Provided data:
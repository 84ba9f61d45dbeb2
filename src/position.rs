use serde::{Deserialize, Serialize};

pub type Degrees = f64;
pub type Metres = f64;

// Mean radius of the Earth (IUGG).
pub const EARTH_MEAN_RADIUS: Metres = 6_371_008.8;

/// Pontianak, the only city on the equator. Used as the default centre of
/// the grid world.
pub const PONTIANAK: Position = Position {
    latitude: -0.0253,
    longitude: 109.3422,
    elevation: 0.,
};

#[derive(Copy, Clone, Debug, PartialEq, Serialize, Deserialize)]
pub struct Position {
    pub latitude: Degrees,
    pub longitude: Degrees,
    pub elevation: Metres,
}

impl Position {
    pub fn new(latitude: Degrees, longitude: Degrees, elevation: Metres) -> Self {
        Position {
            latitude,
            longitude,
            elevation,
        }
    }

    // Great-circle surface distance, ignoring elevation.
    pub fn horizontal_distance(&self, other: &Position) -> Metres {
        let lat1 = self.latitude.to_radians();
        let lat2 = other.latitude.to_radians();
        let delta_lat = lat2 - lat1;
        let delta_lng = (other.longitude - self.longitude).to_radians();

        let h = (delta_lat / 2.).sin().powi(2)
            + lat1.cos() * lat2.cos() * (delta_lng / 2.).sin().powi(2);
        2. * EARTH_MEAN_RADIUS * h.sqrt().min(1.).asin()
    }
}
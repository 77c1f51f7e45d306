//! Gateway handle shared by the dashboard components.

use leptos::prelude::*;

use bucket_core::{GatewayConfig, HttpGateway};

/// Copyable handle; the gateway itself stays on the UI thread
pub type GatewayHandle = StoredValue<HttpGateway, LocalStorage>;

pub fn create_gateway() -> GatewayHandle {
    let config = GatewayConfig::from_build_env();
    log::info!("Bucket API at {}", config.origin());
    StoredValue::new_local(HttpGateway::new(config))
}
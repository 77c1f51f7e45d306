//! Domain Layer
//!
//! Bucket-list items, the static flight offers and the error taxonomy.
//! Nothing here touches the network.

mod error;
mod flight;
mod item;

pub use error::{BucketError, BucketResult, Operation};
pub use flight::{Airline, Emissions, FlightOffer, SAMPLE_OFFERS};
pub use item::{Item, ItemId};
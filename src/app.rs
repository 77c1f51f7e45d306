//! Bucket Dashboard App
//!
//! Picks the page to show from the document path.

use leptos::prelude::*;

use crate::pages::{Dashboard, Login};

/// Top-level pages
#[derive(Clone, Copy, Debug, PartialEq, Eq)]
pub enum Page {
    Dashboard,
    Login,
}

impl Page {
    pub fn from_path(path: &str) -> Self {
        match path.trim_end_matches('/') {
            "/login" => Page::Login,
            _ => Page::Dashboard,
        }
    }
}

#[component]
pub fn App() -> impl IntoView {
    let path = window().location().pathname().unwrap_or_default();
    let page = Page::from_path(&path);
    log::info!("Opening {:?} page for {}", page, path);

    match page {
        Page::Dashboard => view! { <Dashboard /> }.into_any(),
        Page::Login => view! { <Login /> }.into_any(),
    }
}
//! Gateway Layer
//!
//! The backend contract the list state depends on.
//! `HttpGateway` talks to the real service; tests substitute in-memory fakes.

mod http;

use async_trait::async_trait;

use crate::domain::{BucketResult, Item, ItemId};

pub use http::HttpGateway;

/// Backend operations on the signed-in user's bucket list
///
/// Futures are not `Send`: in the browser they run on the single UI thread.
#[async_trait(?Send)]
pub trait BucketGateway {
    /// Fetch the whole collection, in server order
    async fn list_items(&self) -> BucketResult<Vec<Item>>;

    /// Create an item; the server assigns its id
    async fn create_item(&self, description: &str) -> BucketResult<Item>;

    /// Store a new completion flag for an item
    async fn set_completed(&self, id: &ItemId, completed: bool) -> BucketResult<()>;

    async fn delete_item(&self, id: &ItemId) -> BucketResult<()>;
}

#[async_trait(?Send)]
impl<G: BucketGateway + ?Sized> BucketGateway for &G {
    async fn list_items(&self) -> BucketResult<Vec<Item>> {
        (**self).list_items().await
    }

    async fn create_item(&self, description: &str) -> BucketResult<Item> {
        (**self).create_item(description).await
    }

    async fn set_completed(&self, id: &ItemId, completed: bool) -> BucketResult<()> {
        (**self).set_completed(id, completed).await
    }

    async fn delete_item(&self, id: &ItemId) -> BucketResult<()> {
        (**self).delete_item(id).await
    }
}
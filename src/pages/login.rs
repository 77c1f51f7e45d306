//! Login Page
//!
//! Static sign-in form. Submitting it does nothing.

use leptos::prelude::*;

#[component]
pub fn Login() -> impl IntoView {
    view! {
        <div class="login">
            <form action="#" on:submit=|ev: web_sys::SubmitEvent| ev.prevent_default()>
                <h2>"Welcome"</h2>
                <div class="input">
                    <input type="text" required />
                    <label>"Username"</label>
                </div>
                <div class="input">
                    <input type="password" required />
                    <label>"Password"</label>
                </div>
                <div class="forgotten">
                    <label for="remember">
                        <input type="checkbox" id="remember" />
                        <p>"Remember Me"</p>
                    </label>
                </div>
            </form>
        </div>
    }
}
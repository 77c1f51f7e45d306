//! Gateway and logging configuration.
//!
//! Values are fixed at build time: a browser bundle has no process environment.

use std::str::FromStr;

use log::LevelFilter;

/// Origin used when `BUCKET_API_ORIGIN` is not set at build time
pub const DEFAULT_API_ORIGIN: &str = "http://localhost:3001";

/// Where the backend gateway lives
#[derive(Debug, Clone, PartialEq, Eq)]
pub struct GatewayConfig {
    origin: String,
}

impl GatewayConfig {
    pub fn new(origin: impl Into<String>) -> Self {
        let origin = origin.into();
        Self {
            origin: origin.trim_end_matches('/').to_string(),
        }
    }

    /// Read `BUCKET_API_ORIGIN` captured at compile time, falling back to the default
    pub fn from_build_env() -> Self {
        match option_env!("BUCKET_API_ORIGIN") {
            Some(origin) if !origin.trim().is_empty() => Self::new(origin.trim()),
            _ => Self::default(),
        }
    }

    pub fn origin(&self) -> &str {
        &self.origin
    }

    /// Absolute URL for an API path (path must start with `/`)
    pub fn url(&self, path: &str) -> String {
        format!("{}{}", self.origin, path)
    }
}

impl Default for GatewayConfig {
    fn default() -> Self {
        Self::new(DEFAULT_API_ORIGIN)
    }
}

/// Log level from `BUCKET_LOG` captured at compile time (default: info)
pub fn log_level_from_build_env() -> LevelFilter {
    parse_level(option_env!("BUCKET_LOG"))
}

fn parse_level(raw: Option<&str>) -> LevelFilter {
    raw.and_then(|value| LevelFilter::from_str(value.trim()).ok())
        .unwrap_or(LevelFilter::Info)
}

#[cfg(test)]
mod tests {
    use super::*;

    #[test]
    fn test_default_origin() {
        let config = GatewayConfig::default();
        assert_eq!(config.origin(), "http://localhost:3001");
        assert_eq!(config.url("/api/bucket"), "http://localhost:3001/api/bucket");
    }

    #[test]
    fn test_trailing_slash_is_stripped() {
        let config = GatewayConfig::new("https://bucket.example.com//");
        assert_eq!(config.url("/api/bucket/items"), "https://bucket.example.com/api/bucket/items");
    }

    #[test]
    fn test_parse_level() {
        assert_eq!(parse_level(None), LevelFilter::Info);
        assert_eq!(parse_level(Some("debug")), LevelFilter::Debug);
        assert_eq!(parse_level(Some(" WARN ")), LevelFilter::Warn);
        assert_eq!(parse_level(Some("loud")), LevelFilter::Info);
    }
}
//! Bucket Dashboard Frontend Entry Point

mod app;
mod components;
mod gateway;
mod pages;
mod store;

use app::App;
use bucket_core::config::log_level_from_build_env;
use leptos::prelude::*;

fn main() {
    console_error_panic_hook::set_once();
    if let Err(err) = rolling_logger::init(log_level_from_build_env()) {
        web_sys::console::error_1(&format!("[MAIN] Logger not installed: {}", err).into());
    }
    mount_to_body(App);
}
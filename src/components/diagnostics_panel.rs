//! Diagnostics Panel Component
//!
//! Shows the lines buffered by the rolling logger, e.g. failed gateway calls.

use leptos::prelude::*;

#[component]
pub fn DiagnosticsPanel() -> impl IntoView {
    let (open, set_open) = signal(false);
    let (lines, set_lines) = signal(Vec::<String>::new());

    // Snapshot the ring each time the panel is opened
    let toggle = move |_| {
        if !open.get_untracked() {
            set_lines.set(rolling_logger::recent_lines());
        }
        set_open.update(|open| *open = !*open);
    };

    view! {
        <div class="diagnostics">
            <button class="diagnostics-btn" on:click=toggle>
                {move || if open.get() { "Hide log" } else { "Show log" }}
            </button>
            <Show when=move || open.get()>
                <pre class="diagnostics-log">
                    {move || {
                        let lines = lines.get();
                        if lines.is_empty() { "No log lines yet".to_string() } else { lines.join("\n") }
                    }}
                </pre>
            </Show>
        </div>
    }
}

Prompt: The reply should hold only the lines from the beginning of the listing above through the line with "the grid world.", each one written exactly as it appears.

Response:
repository 84ba9f61d45dbeb2
filename src/position.rs
use serde::{Deserialize, Serialize};

pub type Degrees = f64;
pub type Metres = f64;

// Mean radius of the Earth (IUGG).
pub const EARTH_MEAN_RADIUS: Metres = 6_371_008.8;

/// Pontianak, the only city on the equator. Used as the default centre of
/// the grid world.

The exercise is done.